─── SUPPLIED RECORDS
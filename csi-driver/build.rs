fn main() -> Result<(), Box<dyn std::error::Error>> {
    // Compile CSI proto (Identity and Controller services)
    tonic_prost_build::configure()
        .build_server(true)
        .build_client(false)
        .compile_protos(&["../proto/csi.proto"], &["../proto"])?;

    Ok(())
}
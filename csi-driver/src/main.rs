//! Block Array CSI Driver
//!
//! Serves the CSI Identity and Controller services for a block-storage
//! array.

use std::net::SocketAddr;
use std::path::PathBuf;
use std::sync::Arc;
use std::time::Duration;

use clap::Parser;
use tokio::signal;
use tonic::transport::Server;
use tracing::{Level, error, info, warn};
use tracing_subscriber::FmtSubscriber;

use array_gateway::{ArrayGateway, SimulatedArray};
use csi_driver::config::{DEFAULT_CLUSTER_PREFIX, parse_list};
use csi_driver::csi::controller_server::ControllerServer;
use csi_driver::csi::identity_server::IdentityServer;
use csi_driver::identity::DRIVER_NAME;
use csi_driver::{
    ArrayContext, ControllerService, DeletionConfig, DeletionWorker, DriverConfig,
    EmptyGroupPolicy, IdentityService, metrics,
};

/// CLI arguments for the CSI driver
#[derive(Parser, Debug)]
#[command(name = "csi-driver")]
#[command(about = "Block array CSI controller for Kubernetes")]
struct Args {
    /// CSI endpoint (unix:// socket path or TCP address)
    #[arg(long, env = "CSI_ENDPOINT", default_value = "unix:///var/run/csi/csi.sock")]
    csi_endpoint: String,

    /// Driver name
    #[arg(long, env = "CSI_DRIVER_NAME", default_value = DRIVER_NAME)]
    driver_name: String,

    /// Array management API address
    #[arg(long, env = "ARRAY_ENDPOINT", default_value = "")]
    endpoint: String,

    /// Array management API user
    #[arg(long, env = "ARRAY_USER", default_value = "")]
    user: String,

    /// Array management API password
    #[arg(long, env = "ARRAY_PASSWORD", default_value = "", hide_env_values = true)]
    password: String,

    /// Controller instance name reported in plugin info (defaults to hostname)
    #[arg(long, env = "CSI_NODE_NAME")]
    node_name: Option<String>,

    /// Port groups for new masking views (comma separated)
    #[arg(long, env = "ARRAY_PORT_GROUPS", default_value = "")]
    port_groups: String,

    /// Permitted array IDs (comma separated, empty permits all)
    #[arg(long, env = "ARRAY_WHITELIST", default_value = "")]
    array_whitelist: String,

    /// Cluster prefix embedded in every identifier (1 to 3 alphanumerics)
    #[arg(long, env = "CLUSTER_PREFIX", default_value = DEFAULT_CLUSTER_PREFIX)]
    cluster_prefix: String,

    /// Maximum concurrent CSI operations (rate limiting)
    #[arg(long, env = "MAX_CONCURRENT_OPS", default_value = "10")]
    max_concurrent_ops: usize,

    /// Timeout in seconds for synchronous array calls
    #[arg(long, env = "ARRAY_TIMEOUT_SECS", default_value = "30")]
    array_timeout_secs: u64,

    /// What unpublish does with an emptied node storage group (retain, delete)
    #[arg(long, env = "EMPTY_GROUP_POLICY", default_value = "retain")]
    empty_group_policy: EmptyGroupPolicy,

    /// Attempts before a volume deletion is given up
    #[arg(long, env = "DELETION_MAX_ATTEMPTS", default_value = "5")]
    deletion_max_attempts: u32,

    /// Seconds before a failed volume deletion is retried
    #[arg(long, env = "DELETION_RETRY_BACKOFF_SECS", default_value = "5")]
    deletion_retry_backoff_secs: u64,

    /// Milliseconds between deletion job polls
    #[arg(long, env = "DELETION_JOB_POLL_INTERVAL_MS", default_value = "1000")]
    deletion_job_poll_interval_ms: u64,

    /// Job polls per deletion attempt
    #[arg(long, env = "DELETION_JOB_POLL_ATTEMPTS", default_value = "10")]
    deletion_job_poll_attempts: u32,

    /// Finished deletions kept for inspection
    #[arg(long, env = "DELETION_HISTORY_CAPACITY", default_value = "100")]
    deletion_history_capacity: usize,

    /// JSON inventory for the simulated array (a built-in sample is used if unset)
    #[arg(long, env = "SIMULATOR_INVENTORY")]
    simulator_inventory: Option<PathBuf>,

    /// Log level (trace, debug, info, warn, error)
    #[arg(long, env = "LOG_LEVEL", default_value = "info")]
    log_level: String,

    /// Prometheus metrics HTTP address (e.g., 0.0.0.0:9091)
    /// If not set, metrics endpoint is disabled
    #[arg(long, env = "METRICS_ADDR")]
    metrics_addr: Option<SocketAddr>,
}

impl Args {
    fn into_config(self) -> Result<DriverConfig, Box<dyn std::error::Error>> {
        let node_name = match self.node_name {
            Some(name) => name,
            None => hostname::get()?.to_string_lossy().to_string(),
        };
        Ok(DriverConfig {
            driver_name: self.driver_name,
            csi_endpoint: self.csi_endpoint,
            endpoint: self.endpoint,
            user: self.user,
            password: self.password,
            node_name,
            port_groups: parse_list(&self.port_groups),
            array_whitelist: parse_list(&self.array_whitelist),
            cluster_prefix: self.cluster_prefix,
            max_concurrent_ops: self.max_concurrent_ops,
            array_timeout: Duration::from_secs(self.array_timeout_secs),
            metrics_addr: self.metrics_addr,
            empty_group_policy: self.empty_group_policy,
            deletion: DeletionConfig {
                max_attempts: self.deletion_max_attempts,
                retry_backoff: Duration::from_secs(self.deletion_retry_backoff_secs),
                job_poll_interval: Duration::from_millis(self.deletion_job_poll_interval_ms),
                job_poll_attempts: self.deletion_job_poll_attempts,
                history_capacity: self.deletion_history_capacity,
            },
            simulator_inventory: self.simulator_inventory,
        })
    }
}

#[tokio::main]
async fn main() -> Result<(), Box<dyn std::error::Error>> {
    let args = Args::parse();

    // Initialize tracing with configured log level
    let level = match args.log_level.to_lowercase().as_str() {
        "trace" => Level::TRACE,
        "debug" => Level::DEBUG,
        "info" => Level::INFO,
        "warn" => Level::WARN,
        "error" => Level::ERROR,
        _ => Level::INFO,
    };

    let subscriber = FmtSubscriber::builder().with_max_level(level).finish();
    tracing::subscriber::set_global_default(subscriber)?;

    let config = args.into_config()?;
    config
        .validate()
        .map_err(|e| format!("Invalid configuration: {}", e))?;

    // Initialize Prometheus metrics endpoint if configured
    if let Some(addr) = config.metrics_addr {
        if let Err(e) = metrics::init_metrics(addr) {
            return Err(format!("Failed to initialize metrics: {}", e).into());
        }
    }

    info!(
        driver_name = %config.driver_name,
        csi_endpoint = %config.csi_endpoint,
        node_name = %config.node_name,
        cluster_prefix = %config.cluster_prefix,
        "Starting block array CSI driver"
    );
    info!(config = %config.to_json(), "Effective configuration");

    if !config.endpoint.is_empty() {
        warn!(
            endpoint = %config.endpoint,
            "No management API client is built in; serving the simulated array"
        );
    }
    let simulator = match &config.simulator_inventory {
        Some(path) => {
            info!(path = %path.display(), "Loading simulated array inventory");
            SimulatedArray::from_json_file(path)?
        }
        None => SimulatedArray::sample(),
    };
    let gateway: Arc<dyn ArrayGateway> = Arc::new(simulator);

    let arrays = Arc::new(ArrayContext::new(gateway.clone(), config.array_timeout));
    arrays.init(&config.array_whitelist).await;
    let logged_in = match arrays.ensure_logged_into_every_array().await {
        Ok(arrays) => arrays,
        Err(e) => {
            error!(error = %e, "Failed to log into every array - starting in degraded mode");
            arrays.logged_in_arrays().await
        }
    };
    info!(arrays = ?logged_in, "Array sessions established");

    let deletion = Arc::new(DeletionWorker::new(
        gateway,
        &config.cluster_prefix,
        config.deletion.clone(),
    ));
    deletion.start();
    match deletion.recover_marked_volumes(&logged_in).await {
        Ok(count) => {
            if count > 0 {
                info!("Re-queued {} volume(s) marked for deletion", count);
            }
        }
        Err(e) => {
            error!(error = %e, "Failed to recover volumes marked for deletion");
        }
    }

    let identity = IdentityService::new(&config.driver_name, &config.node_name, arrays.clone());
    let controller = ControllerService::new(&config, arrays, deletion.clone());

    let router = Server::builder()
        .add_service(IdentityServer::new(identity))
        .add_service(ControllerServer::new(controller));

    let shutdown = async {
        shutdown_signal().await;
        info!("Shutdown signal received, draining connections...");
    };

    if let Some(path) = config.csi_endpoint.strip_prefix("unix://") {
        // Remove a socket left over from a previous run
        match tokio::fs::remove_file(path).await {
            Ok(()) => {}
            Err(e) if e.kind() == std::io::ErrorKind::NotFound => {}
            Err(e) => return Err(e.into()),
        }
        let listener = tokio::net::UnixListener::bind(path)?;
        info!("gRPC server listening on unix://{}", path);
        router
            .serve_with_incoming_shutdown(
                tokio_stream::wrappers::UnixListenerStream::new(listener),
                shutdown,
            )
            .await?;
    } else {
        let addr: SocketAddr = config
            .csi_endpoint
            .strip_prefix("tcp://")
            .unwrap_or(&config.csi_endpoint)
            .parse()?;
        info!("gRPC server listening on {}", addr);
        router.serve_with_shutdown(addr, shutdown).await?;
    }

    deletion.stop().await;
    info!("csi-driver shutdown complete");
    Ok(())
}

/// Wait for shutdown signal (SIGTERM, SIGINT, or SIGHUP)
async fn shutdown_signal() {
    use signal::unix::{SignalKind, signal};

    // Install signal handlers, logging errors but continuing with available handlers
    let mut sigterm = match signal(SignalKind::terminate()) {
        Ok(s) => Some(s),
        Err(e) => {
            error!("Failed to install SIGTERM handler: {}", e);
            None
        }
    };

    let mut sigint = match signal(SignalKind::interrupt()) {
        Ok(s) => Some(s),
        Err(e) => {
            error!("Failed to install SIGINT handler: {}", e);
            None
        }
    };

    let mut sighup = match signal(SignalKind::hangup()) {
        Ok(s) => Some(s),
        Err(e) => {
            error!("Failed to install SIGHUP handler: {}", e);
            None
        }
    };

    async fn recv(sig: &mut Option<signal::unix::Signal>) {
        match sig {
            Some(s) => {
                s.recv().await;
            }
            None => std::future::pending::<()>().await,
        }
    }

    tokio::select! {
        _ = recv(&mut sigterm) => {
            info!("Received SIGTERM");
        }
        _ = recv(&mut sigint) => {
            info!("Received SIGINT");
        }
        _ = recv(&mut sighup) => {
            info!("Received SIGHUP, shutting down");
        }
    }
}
──────
#### [EXERCISE DESCRIPTION]
Each line of the records, from the opening one through the line holding "use csi_driver::csi::controller_server::ControllerServer;", should be restated word for word, with nothing else in the answer.

#### [RESULT FOR THIS EXERCISE]
filename csi-driver/build.rs
fn main() -> Result<(), Box<dyn std::error::Error>> {
    // Compile CSI proto (Identity and Controller services)
    tonic_prost_build::configure()
        .build_server(true)
        .build_client(false)
        .compile_protos(&["../proto/csi.proto"], &["../proto"])?;

    Ok(())
}
filename csi-driver/src/main.rs
//! Block Array CSI Driver
//!
//! Serves the CSI Identity and Controller services for a block-storage
//! array.

use std::net::SocketAddr;
use std::path::PathBuf;
use std::sync::Arc;
use std::time::Duration;

use clap::Parser;
use tokio::signal;
use tonic::transport::Server;
use tracing::{Level, error, info, warn};
use tracing_subscriber::FmtSubscriber;

use array_gateway::{ArrayGateway, SimulatedArray};
use csi_driver::config::{DEFAULT_CLUSTER_PREFIX, parse_list};
use csi_driver::csi::controller_server::ControllerServer;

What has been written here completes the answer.